音楽は人類の長い歴史の中で、ある時は感情表現の手段として、またある時は高ぶった感情を鎮静する手段として常に人類と深いかかわり合いをもって発展してきました。
音楽は人間の美的感覚を満足させ、同時に知的過程を通らずに直接情動に働きかけ、情動を調整したり、その結果として社会適応を阻外するような衝動の昇華作用を発揮します。
音楽の以上のような作用を利用し、心身の障害の回復、特に疾患の発症や経過に動の乱れが関与するような病態の治療に音楽を用いる音楽療法は、近年心身医学領域でも種々の病態に対して用いられ、その成果の報告が散見されるようになりました。

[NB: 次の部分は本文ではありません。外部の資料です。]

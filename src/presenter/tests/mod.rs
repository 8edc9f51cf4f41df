use std::sync::Arc;
use std::thread;
use std::time::{Duration, Instant};

use ratatui::Terminal;
use ratatui::backend::TestBackend;
use ratatui::layout::Rect;

use crate::config::CacheConfig;
use crate::error::{AppError, AppResult};
use crate::gallery::frame::solid_frame;
use crate::gallery::{CropRect, RgbaFrame};

use super::factory::create_presenter;
use super::protocol_cache::{DEFAULT_MAX_ENTRIES, ProtocolCache, ProtocolKey, ProtocolSlot};
use super::ratatui::RatatuiImagePresenter;
use super::terminal_cell::cell_size_from_window_metrics;
use super::traits::{FrameKey, ImagePresenter, PresenterKind, Viewport};


fn frame() -> RgbaFrame {
    solid_frame(4, 4, 200)
}

fn viewport(width: u16, height: u16) -> Viewport {
    Viewport {
        x: 0,
        y: 0,
        width,
        height,
    }
}

fn cache_key(work: usize) -> ProtocolKey {
    ProtocolKey {
        frame: FrameKey::plain(work),
        viewport: viewport(80, 24),
    }
}

/// Renders once into a fresh test terminal and returns the presenter's result.
fn render_once(presenter: &mut RatatuiImagePresenter) -> AppResult<bool> {
    let mut terminal =
        Terminal::new(TestBackend::new(20, 10)).expect("test terminal should initialize");
    let mut result = Ok(false);
    terminal
        .draw(|frame| result = presenter.render(frame, Rect::new(1, 1, 12, 7)))
        .expect("draw should pass");
    result
}

fn render_until_drawn(presenter: &mut RatatuiImagePresenter) -> bool {
    for _ in 0..80 {
        if render_once(presenter).expect("render should pass") {
            return true;
        }
        presenter.drain_background_events();
        thread::sleep(Duration::from_millis(5));
    }
    false
}

#[test]
fn factory_builds_ratatui_presenter_with_configured_limits() {
    let cache = CacheConfig {
        frame_max_entries: 5,
        ..CacheConfig::default()
    };
    let presenter = create_presenter(PresenterKind::RatatuiImage, &cache)
        .expect("ratatui presenter should be selectable");
    assert!(presenter.status_label().starts_with("ratatui-image/"));
    assert!(presenter.cell_px().is_some());

    let presenter = RatatuiImagePresenter::with_cache_limits(5, 2048);
    assert_eq!(presenter.cache.limits(), (5, 2048));
}

#[test]
fn preparing_the_same_variant_twice_hits_the_cache() {
    let mut presenter = RatatuiImagePresenter::new();
    for _ in 0..2 {
        presenter
            .prepare(FrameKey::plain(0), &frame(), viewport(80, 24))
            .expect("prepare should pass");
    }
    assert_eq!(presenter.cache_len(), 1);
    assert!(presenter.cache_hit_rate() > 0.0);
}

#[test]
fn crop_and_dim_variants_are_cached_separately() {
    let mut presenter = RatatuiImagePresenter::new();
    let plain = FrameKey::plain(0);
    let variants = [
        plain,
        FrameKey {
            dim_step: 4,
            ..plain
        },
        FrameKey {
            crop: CropRect::around(2.0, 0.5, 0.5),
            ..plain
        },
    ];
    for key in variants {
        presenter
            .prepare(key, &frame(), viewport(80, 24))
            .expect("prepare should pass");
    }
    assert_eq!(presenter.cache_len(), 3);
}

#[test]
fn prepared_image_is_drawn_once_encoded() {
    let mut presenter = RatatuiImagePresenter::new();
    presenter
        .prepare(FrameKey::plain(0), &frame(), viewport(12, 7))
        .expect("prepare should pass");

    assert!(render_until_drawn(&mut presenter));
    assert!(presenter.last_encode_duration().is_some());
    assert!(!presenter.has_pending_work());
}

#[test]
fn previous_image_stays_up_while_next_variant_encodes() {
    let mut presenter = RatatuiImagePresenter::new();
    presenter
        .prepare(FrameKey::plain(0), &frame(), viewport(12, 7))
        .expect("prepare should pass");
    assert!(render_until_drawn(&mut presenter));

    let next = ProtocolKey {
        frame: FrameKey::plain(1),
        viewport: viewport(12, 7),
    };
    presenter
        .prepare(next.frame, &solid_frame(4, 4, 10), next.viewport)
        .expect("prepare should pass");
    if let Some(slot) = presenter.cache.slot_mut(&next) {
        *slot = ProtocolSlot::Encoding;
    }

    assert!(render_once(&mut presenter).expect("render should pass"));
}

#[test]
fn pending_work_clears_after_encode_finishes() {
    let mut presenter = RatatuiImagePresenter::new();
    presenter
        .prepare(FrameKey::plain(1), &frame(), viewport(12, 7))
        .expect("prepare should pass");
    assert!(!presenter.has_pending_work());

    let _ = render_once(&mut presenter);
    let deadline = Instant::now() + Duration::from_secs(2);
    while presenter.has_pending_work() && Instant::now() < deadline {
        presenter.drain_background_events();
        thread::sleep(Duration::from_millis(5));
    }
    assert!(!presenter.has_pending_work());
}

#[test]
fn failed_current_entry_surfaces_an_error() {
    let mut presenter = RatatuiImagePresenter::new();
    let key = ProtocolKey {
        frame: FrameKey::plain(2),
        viewport: viewport(12, 7),
    };
    presenter
        .prepare(key.frame, &frame(), key.viewport)
        .expect("prepare should pass");
    if let Some(slot) = presenter.cache.slot_mut(&key) {
        *slot = ProtocolSlot::Failed;
    }

    let err = render_once(&mut presenter).expect_err("failed entry should surface an error");
    assert!(matches!(err, AppError::Unsupported(_)));
}

#[test]
fn stopped_worker_marks_entry_failed() {
    let mut presenter = RatatuiImagePresenter::new();
    let key = ProtocolKey {
        frame: FrameKey::plain(7),
        viewport: viewport(12, 7),
    };
    presenter
        .prepare(key.frame, &frame(), key.viewport)
        .expect("prepare should pass");
    presenter.shutdown_worker();

    let err = render_once(&mut presenter).expect_err("stopped worker should surface an error");
    assert!(matches!(err, AppError::Unsupported(_)));
    assert!(matches!(
        presenter.cache.slot_mut(&key),
        Some(ProtocolSlot::Failed)
    ));
}

#[test]
fn clear_current_stops_drawing() {
    let mut presenter = RatatuiImagePresenter::new();
    presenter
        .prepare(FrameKey::plain(0), &frame(), viewport(12, 7))
        .expect("prepare should pass");
    presenter.clear_current();
    assert!(!render_once(&mut presenter).expect("render should pass"));
}

#[test]
fn slot_access_does_not_refresh_lru_order() {
    let mut cache = ProtocolCache::default();
    for work in 0..DEFAULT_MAX_ENTRIES {
        cache.insert(cache_key(work), frame(), 1, false);
    }
    assert!(cache.slot_mut(&cache_key(0)).is_some());
    cache.insert(cache_key(DEFAULT_MAX_ENTRIES), frame(), 1, false);

    assert!(cache.entries.peek(&cache_key(0)).is_none());
    assert!(cache.entries.peek(&cache_key(1)).is_some());
}

#[test]
fn eviction_at_capacity_keeps_byte_accounting() {
    let mut cache = ProtocolCache::default();
    for work in 0..DEFAULT_MAX_ENTRIES {
        cache.insert(cache_key(work), frame(), 16, false);
    }
    cache.insert(cache_key(DEFAULT_MAX_ENTRIES), frame(), 20, false);

    assert_eq!(cache.len(), DEFAULT_MAX_ENTRIES);
    assert_eq!(cache.used_bytes(), (DEFAULT_MAX_ENTRIES - 1) * 16 + 20);
}

#[test]
fn pending_source_shares_its_pixel_buffer() {
    let mut cache = ProtocolCache::default();
    let source = frame();
    cache.insert(cache_key(0), source.clone(), source.byte_len(), false);

    let Some(ProtocolSlot::Pending(stored)) = cache.slot_mut(&cache_key(0)) else {
        panic!("expected pending source");
    };
    assert!(Arc::ptr_eq(&source.pixels, &stored.pixels));
}

#[test]
fn oversize_frames_need_force_and_then_stand_alone() {
    let mut cache = ProtocolCache::new(8, 32);
    cache.insert(cache_key(0), frame(), 16, false);

    assert!(!cache.insert(cache_key(1), frame(), 64, false));
    assert!(cache.slot_mut(&cache_key(0)).is_some());

    assert!(cache.insert(cache_key(1), frame(), 64, true));
    assert_eq!(cache.len(), 1);
    assert!(cache.slot_mut(&cache_key(0)).is_none());

    // A lone oversize frame is not pushed out by an unforced preload.
    assert!(!cache.insert(cache_key(2), frame(), 16, false));
    assert!(cache.slot_mut(&cache_key(1)).is_some());
}

#[test]
fn cell_size_comes_from_window_metrics() {
    assert_eq!(cell_size_from_window_metrics(1920, 1080, 240, 60), Some((8, 18)));
    assert_eq!(cell_size_from_window_metrics(0, 1080, 240, 60), None);
    assert_eq!(cell_size_from_window_metrics(1920, 1080, 0, 60), None);
    assert_eq!(cell_size_from_window_metrics(10, 10, 240, 60), None);
}
use std::fs;
use std::path::{Path, PathBuf};

use tracing_appender::non_blocking::WorkerGuard;
use tracing_subscriber::{EnvFilter, fmt, prelude::*};

use crate::config::default_state_dir;
use crate::error::{AppError, AppResult};

const DEFAULT_FILTER: &str = "info,folio=debug";
const LOG_FILE_NAME: &str = "folio.log";

/// Where log lines go. The terminal belongs to the TUI, so never stdout.
#[derive(Debug, Clone, PartialEq, Eq)]
pub enum LogTarget {
    /// A single file, appended to.
    File(PathBuf),
    /// `folio.log.<date>` files rolled daily inside a directory.
    DailyIn(PathBuf),
}

impl LogTarget {
    pub fn resolve(explicit: Option<&Path>) -> Option<Self> {
        match explicit {
            Some(path) => Some(Self::File(path.to_path_buf())),
            None => default_state_dir().map(Self::DailyIn),
        }
    }
}

/// Installs the global subscriber. Keep the guard alive for the whole run so
/// buffered lines are flushed on exit.
pub fn init_logging(target: Option<LogTarget>) -> AppResult<Option<WorkerGuard>> {
    let Some(target) = target else {
        return Ok(None);
    };

    let appender = match &target {
        LogTarget::File(path) => {
            let dir = path
                .parent()
                .filter(|parent| !parent.as_os_str().is_empty())
                .unwrap_or_else(|| Path::new("."));
            let file_name = path.file_name().ok_or_else(|| {
                AppError::invalid_argument(format!("log path has no file name: {}", path.display()))
            })?;
            create_log_dir(dir)?;
            tracing_appender::rolling::never(dir, file_name)
        }
        LogTarget::DailyIn(dir) => {
            create_log_dir(dir)?;
            tracing_appender::rolling::daily(dir, LOG_FILE_NAME)
        }
    };
    let (writer, guard) = tracing_appender::non_blocking(appender);

    let env_filter =
        EnvFilter::try_from_default_env().unwrap_or_else(|_| EnvFilter::new(DEFAULT_FILTER));
    tracing_subscriber::registry()
        .with(env_filter)
        .with(
            fmt::layer()
                .with_writer(writer)
                .with_ansi(false)
                .with_target(true),
        )
        .try_init()
        .map_err(|err| AppError::unsupported(format!("logging already initialized: {err}")))?;

    Ok(Some(guard))
}

fn create_log_dir(dir: &Path) -> AppResult<()> {
    fs::create_dir_all(dir).map_err(|source| {
        AppError::io_with_context(
            source,
            format!("failed to create log directory: {}", dir.display()),
        )
    })
}

#[cfg(test)]
mod tests {
    use std::path::{Path, PathBuf};

    use super::LogTarget;

    #[test]
    fn explicit_log_file_wins_over_state_dir() {
        let target = LogTarget::resolve(Some(Path::new("/tmp/folio-test.log")));
        assert_eq!(
            target,
            Some(LogTarget::File(PathBuf::from("/tmp/folio-test.log")))
        );
    }
}
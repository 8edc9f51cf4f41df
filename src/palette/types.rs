use crate::app::AppState;
use crate::command::Command;
use crate::error::AppResult;
use crate::gallery::FilterKey;

use super::kind::PaletteKind;

/// How typed input narrows the candidate list.
#[derive(Debug, Clone, Copy, PartialEq, Eq)]
pub enum PaletteInputMode {
    /// The manager ranks candidate labels against the input.
    RankLabels,
    /// The provider already applied the input inside `list`.
    ProviderFiltered,
}

#[derive(Debug, Clone, Copy, PartialEq, Eq)]
pub enum PalettePayload {
    Work(usize),
    Filter(FilterKey),
}

#[derive(Debug, Clone, PartialEq, Eq)]
pub struct PaletteCandidate {
    pub label: String,
    pub detail: Option<String>,
    pub payload: PalettePayload,
}

#[derive(Debug, Clone, PartialEq)]
pub enum PaletteSubmitEffect {
    Close,
    /// Close the palette, then run the command.
    Dispatch(Command),
}

pub struct PaletteContext<'a> {
    pub app: &'a AppState,
    pub input: &'a str,
}

pub trait PaletteProvider: Send + Sync {
    fn kind(&self) -> PaletteKind;

    fn title(&self, ctx: &PaletteContext<'_>) -> String;

    fn input_mode(&self) -> PaletteInputMode;

    fn list(&self, ctx: &PaletteContext<'_>) -> AppResult<Vec<PaletteCandidate>>;

    fn on_submit(
        &self,
        ctx: &PaletteContext<'_>,
        selected: Option<&PaletteCandidate>,
    ) -> AppResult<PaletteSubmitEffect>;

    /// Hint line under the input, e.g. a match count.
    fn assistive_text(
        &self,
        _ctx: &PaletteContext<'_>,
        _selected: Option<&PaletteCandidate>,
    ) -> Option<String> {
        None
    }
}

#[derive(Debug, Clone, PartialEq, Eq)]
pub struct PaletteItemView {
    pub label: String,
    pub detail: Option<String>,
    pub selected: bool,
}

/// Snapshot of the open palette for drawing.
#[derive(Debug, Clone, PartialEq, Eq)]
pub struct PaletteView {
    pub title: String,
    pub kind: PaletteKind,
    pub input: String,
    pub cursor: usize,
    pub assistive_text: Option<String>,
    pub items: Vec<PaletteItemView>,
    pub selected_idx: usize,
}

#[derive(Debug, Clone, PartialEq)]
pub enum PaletteKeyResult {
    Consumed { redraw: bool },
    CloseRequested { session_id: u64 },
    Submit { session_id: u64, effect: PaletteSubmitEffect },
}
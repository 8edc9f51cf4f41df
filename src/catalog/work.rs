use serde::{Deserialize, Deserializer};

/// Sale status shown as a badge and used to pick the outbound action.
#[derive(Debug, Clone, Copy, PartialEq, Eq, Hash)]
pub enum Availability {
    Available,
    Sold,
    PrintsAvailable,
    PrivateCollection,
}

impl Availability {
    pub fn parse(value: &str) -> Option<Self> {
        match value.trim() {
            "Available" | "available" => Some(Self::Available),
            "Sold" | "sold" => Some(Self::Sold),
            "Prints Available" | "PrintsAvailable" | "prints-available" => {
                Some(Self::PrintsAvailable)
            }
            "Private Collection" | "PrivateCollection" | "private-collection" => {
                Some(Self::PrivateCollection)
            }
            _ => None,
        }
    }

    pub fn label(self) -> &'static str {
        match self {
            Self::Available => "Available",
            Self::Sold => "Sold",
            Self::PrintsAvailable => "Prints Available",
            Self::PrivateCollection => "Private Collection",
        }
    }
}

/// One portfolio artwork. Never mutated after the dataset loads.
#[derive(Debug, Clone, PartialEq, Deserialize)]
pub struct Work {
    #[serde(deserialize_with = "deserialize_id")]
    pub id: String,
    pub title: String,
    pub year: i32,
    #[serde(default)]
    pub medium: String,
    #[serde(default)]
    pub dimensions: String,
    #[serde(alias = "imageUrl")]
    pub image_url: String,
    #[serde(default, alias = "thumbnailUrl")]
    pub thumbnail_url: Option<String>,
    #[serde(default)]
    pub description: Option<String>,
    #[serde(default)]
    pub technique: Option<String>,
    #[serde(default)]
    pub inspiration: Option<String>,
    #[serde(default)]
    pub series: Option<String>,
    #[serde(default, alias = "dimensionsNote")]
    pub dimensions_note: Option<String>,
    #[serde(default, alias = "artistStatement")]
    pub artist_statement: Option<String>,
    #[serde(default, deserialize_with = "deserialize_availability")]
    pub availability: Option<Availability>,
    #[serde(default, alias = "isForSale")]
    pub is_for_sale: bool,
    #[serde(default, alias = "printUrl")]
    pub print_url: Option<String>,
    #[serde(default)]
    pub featured: bool,
}

impl Work {
    /// Explicit availability, or the legacy `is_for_sale` flag when absent.
    pub fn effective_availability(&self) -> Availability {
        self.availability.unwrap_or(if self.is_for_sale {
            Availability::Available
        } else {
            Availability::Sold
        })
    }

    /// Case-insensitive substring match over title, medium, year and description.
    ///
    /// `needle` must already be lowercase.
    pub fn matches_term(&self, needle: &str) -> bool {
        if needle.is_empty() {
            return true;
        }
        self.title.to_lowercase().contains(needle)
            || self.medium.to_lowercase().contains(needle)
            || self.year.to_string().contains(needle)
            || self
                .description
                .as_deref()
                .is_some_and(|description| description.to_lowercase().contains(needle))
    }

    pub fn thumbnail_or_image(&self) -> &str {
        present(&self.thumbnail_url).unwrap_or(&self.image_url)
    }
}

/// Normalizes a search term the way every search surface expects it.
pub fn normalize_term(term: &str) -> String {
    term.trim().to_lowercase()
}

/// Treats empty and whitespace-only optional strings as absent.
pub fn present(value: &Option<String>) -> Option<&str> {
    value
        .as_deref()
        .map(str::trim)
        .filter(|value| !value.is_empty())
}

#[derive(Deserialize)]
#[serde(untagged)]
enum RawId {
    Text(String),
    Number(i64),
}

fn deserialize_id<'de, D>(deserializer: D) -> Result<String, D::Error>
where
    D: Deserializer<'de>,
{
    Ok(match RawId::deserialize(deserializer)? {
        RawId::Text(text) => text,
        RawId::Number(number) => number.to_string(),
    })
}

fn deserialize_availability<'de, D>(deserializer: D) -> Result<Option<Availability>, D::Error>
where
    D: Deserializer<'de>,
{
    let raw = Option::<String>::deserialize(deserializer)?;
    Ok(raw.as_deref().and_then(Availability::parse))
}

#[cfg(test)]
pub(crate) fn sample_work(id: &str, title: &str, year: i32) -> Work {
    Work {
        id: id.to_string(),
        title: title.to_string(),
        year,
        medium: "Oil on canvas".to_string(),
        dimensions: "24 x 36 in".to_string(),
        image_url: format!("images/{id}.jpg"),
        thumbnail_url: None,
        description: None,
        technique: None,
        inspiration: None,
        series: None,
        dimensions_note: None,
        artist_statement: None,
        availability: None,
        is_for_sale: false,
        print_url: None,
        featured: false,
    }
}

#[cfg(test)]
mod tests {
    use super::{Availability, Work, normalize_term, sample_work};

    #[test]
    fn deserializes_camel_case_legacy_fields_and_numeric_ids() {
        let work: Work = serde_json::from_str(
            r#"{
                "id": 7,
                "title": "Ocean Depths",
                "year": 2024,
                "medium": "Acrylic",
                "imageUrl": "img/ocean.jpg",
                "thumbnailUrl": "img/ocean-thumb.jpg",
                "isForSale": true,
                "printUrl": "https://prints.example.com/ocean",
                "dimensionsNote": "framed"
            }"#,
        )
        .expect("work should deserialize");

        assert_eq!(work.id, "7");
        assert_eq!(work.image_url, "img/ocean.jpg");
        assert_eq!(work.thumbnail_or_image(), "img/ocean-thumb.jpg");
        assert!(work.is_for_sale);
        assert_eq!(work.dimensions_note.as_deref(), Some("framed"));
        assert_eq!(work.effective_availability(), Availability::Available);
        assert!(!work.featured);
    }

    #[test]
    fn unknown_availability_falls_back_to_legacy_flag() {
        let work: Work = serde_json::from_str(
            r#"{"id":"a","title":"A","year":2020,"image_url":"a.jpg","availability":"On Loan"}"#,
        )
        .expect("work should deserialize");
        assert_eq!(work.availability, None);
        assert_eq!(work.effective_availability(), Availability::Sold);

        let work: Work = serde_json::from_str(
            r#"{"id":"b","title":"B","year":2020,"image_url":"b.jpg","availability":"Prints Available"}"#,
        )
        .expect("work should deserialize");
        assert_eq!(work.availability, Some(Availability::PrintsAvailable));
    }

    #[test]
    fn matches_term_covers_title_medium_year_and_description() {
        let mut work = sample_work("a", "Ocean Depths", 2024);
        work.description = Some("Tidal study in blue".to_string());

        assert!(work.matches_term(&normalize_term("OCEAN")));
        assert!(work.matches_term(&normalize_term("oil on")));
        assert!(work.matches_term(&normalize_term("2024")));
        assert!(work.matches_term(&normalize_term(" tidal ")));
        assert!(!work.matches_term(&normalize_term("mirage")));
        assert!(work.matches_term(""));
    }
}
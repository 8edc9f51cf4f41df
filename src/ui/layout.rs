use ratatui::layout::{Constraint, Direction, Layout, Rect};

#[derive(Debug, Clone, Copy, PartialEq, Eq)]
pub struct UiLayout {
    pub header: Rect,
    pub viewer: Rect,
    /// Title, meta and action rows under the image. Empty on the grid screen.
    pub info: Rect,
    pub status: Rect,
}

pub const INFO_ROWS: u16 = 3;

pub fn split_layout(area: Rect, show_info: bool) -> UiLayout {
    let info_height = if show_info { INFO_ROWS } else { 0 };
    let chunks = Layout::default()
        .direction(Direction::Vertical)
        .constraints([
            Constraint::Length(1),
            Constraint::Min(1),
            Constraint::Length(info_height),
            Constraint::Length(1),
        ])
        .split(area);

    UiLayout {
        header: chunks[0],
        viewer: chunks[1],
        info: chunks[2],
        status: chunks[3],
    }
}

pub(crate) fn centered_rect(area: Rect, width: u16, height: u16) -> Rect {
    let width = width.max(1).min(area.width);
    let height = height.max(1).min(area.height);
    let x = area.x + (area.width.saturating_sub(width)) / 2;
    let y = area.y + (area.height.saturating_sub(height)) / 2;
    Rect::new(x, y, width, height)
}

/// `area` moved horizontally by `offset` cells and clipped to `bounds`.
pub(crate) fn shifted_rect(area: Rect, offset: i32, bounds: Rect) -> Rect {
    let left = i32::from(area.x) + offset;
    let right = left + i32::from(area.width);
    let clipped_left = left.max(i32::from(bounds.x));
    let clipped_right = right.min(i32::from(bounds.right()));
    if clipped_right <= clipped_left {
        return Rect::new(bounds.x, area.y, 0, area.height);
    }
    Rect::new(
        clipped_left as u16,
        area.y,
        (clipped_right - clipped_left) as u16,
        area.height,
    )
}
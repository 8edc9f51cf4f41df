use ratatui::Frame;
use ratatui::layout::{Alignment, Constraint, Direction, Layout, Rect};
use ratatui::style::{Color, Modifier, Style};
use ratatui::text::{Line, Span};
use ratatui::widgets::{Block, Borders, Paragraph};
use unicode_width::UnicodeWidthStr;

use crate::app::AppState;
use crate::catalog::display::meta_line;
use crate::gallery::grid::filter_keys;
use crate::gallery::{GridView, PageEntry};

use super::text::fit_width;

const MIN_TILE_HEIGHT: u16 = 4;
const MAX_TILE_HEIGHT: u16 = 7;
const CURRENT_MARKER: &str = "● ";

struct GridRegions {
    filter_bar: Rect,
    tiles: Rect,
    pager: Rect,
}

fn grid_regions(area: Rect) -> GridRegions {
    let chunks = Layout::default()
        .direction(Direction::Vertical)
        .constraints([
            Constraint::Length(1),
            Constraint::Min(1),
            Constraint::Length(1),
        ])
        .split(area);
    GridRegions {
        filter_bar: chunks[0],
        tiles: chunks[1],
        pager: chunks[2],
    }
}

/// Tile rectangles in row-major order. Rows that do not fit are left out.
pub(crate) fn tile_rects(area: Rect, columns: usize, count: usize) -> Vec<Rect> {
    let columns = columns.max(1);
    if count == 0 || area.width == 0 || area.height == 0 {
        return Vec::new();
    }
    let rows = count.div_ceil(columns) as u16;
    let tile_height = (area.height / rows.max(1)).clamp(MIN_TILE_HEIGHT, MAX_TILE_HEIGHT);
    let tile_width = area.width / columns as u16;
    if tile_width == 0 {
        return Vec::new();
    }

    (0..count)
        .map_while(|offset| {
            let row = (offset / columns) as u16;
            let column = (offset % columns) as u16;
            let y = area.y + row * tile_height;
            (y + tile_height <= area.bottom())
                .then(|| Rect::new(area.x + column * tile_width, y, tile_width, tile_height))
        })
        .collect()
}

/// Page offset of the tile under a click at (`x`, `y`) inside `viewer`.
pub fn tile_at(viewer: Rect, grid: &GridView, x: u16, y: u16) -> Option<usize> {
    let regions = grid_regions(viewer);
    tile_rects(regions.tiles, grid.columns(), grid.page_items().len())
        .iter()
        .position(|rect| {
            x >= rect.x && x < rect.right() && y >= rect.y && y < rect.bottom()
        })
}

pub fn draw_grid(frame: &mut Frame<'_>, area: Rect, app: &AppState) {
    if area.width == 0 || area.height < 3 {
        return;
    }
    let regions = grid_regions(area);
    draw_filter_bar(frame, regions.filter_bar, app);

    let grid = &app.grid;
    let items = grid.page_items();
    if items.is_empty() {
        let message = if grid.term().is_empty() {
            "No works in this year".to_string()
        } else {
            format!("No works match \"{}\"", grid.term())
        };
        frame.render_widget(
            Paragraph::new(message)
                .alignment(Alignment::Center)
                .style(Style::default().fg(Color::DarkGray)),
            regions.tiles,
        );
    }

    let rects = tile_rects(regions.tiles, grid.columns(), items.len());
    for (offset, (rect, index)) in rects.iter().zip(items).enumerate() {
        draw_tile(frame, *rect, app, *index, offset == grid.selection());
    }

    draw_pager(frame, regions.pager, grid);
}

fn draw_filter_bar(frame: &mut Frame<'_>, area: Rect, app: &AppState) {
    let active = app.grid.filter();
    let mut spans = vec![Span::raw(" ")];
    for key in filter_keys(&app.dataset) {
        let style = if key == active {
            Style::default().add_modifier(Modifier::REVERSED)
        } else {
            Style::default().fg(Color::Gray)
        };
        spans.push(Span::styled(format!(" {} ", key.label()), style));
        spans.push(Span::raw(" "));
    }
    if !app.grid.term().is_empty() {
        spans.push(Span::styled(
            format!("| search: {}", app.grid.term()),
            Style::default().fg(Color::Yellow),
        ));
    }
    frame.render_widget(Paragraph::new(Line::from(spans)), area);
}

fn draw_tile(frame: &mut Frame<'_>, area: Rect, app: &AppState, index: usize, selected: bool) {
    let Some(work) = app.dataset.get(index) else {
        return;
    };
    let border = if selected {
        Style::default().fg(Color::Cyan)
    } else {
        Style::default().fg(Color::DarkGray)
    };
    let block = Block::default().borders(Borders::ALL).border_style(border);
    let inner = block.inner(area);
    frame.render_widget(block, area);

    let title_style = if selected {
        Style::default().add_modifier(Modifier::BOLD)
    } else {
        Style::default()
    };
    let room = usize::from(inner.width);
    let title = if app.grid.is_current(index) {
        Line::from(vec![
            Span::styled(CURRENT_MARKER, Style::default().fg(Color::Yellow)),
            Span::styled(
                fit_width(&work.title, room.saturating_sub(CURRENT_MARKER.width())).into_owned(),
                title_style,
            ),
        ])
    } else {
        Line::from(Span::styled(fit_width(&work.title, room).into_owned(), title_style))
    };
    let lines = vec![
        title,
        Line::from(Span::styled(
            fit_width(&meta_line(work), room).into_owned(),
            Style::default().fg(Color::Gray),
        )),
        Line::from(Span::styled(
            work.effective_availability().label(),
            Style::default().fg(Color::DarkGray),
        )),
    ];
    frame.render_widget(Paragraph::new(lines), inner);
}

fn draw_pager(frame: &mut Frame<'_>, area: Rect, grid: &GridView) {
    let entries = grid.page_window();
    if entries.is_empty() {
        return;
    }
    let mut spans = vec![Span::raw("‹ ")];
    for entry in entries {
        match entry {
            PageEntry::Page(page) if page == grid.page() => spans.push(Span::styled(
                format!("{page}"),
                Style::default().add_modifier(Modifier::BOLD | Modifier::UNDERLINED),
            )),
            PageEntry::Page(page) => spans.push(Span::styled(
                format!("{page}"),
                Style::default().fg(Color::Gray),
            )),
            PageEntry::Ellipsis => spans.push(Span::raw("…")),
        }
        spans.push(Span::raw(" "));
    }
    spans.push(Span::raw("›"));
    frame.render_widget(
        Paragraph::new(Line::from(spans)).alignment(Alignment::Center),
        area,
    );
}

今回は、受容的音楽療法を行っていくか、古典的な受容的音楽療法に基づいてご紹介します。
調整的音楽療法とは?

調整的音楽療法のポイント
本法はC. Schwabeにより創始された弛緩訓練の一種で、音楽を聴くことで起こる心身のリラクセーションを寄りどころにしながら、「あるがまま」「受け入れ受け流す」「客観的観察」などの精神的態度を会得していくものです。
具体的な調整的音楽療法の手順
まず患者は、やや堅い床の上に仰臥し、次いで約10分間流された音楽を聞きます。
この際、同時に体の知覚や自己の内部に起こる様々な想念にも注意を向けます。
このため、患者の注意は、聴覚、体性感覚精神内界の間を振り子様に移動します。
本法は週2回で3カ月で終了するが、全過程は4期に細分できます。
どういった曲を用いるのか
第1期は、モーツァルトのK.V.488のピアノ協奏曲の第2楽章のような、ゆっくりしたリラクセーションに適した音楽を使い、第2期はブラームスのピアノ協奏曲第2番第1楽章のようなテンポの速い曲を用い、第3期は、なじみの薄いバルトークやストラビンスキーの曲を用い、第4期では、通勤電車などで周囲の雑音を音楽に見立てて訓練が行われます。
本法は東ドイツでは広く用いられているというが、本邦では精神科領域で村井が試みた報告があります。
精神的態度を会得する

いかがでしたでしょうか。
調整的音楽療法は、音楽を聞くことで精神的態度を会得する方法となりますので、ぜひ効果的に取り入れてみてください。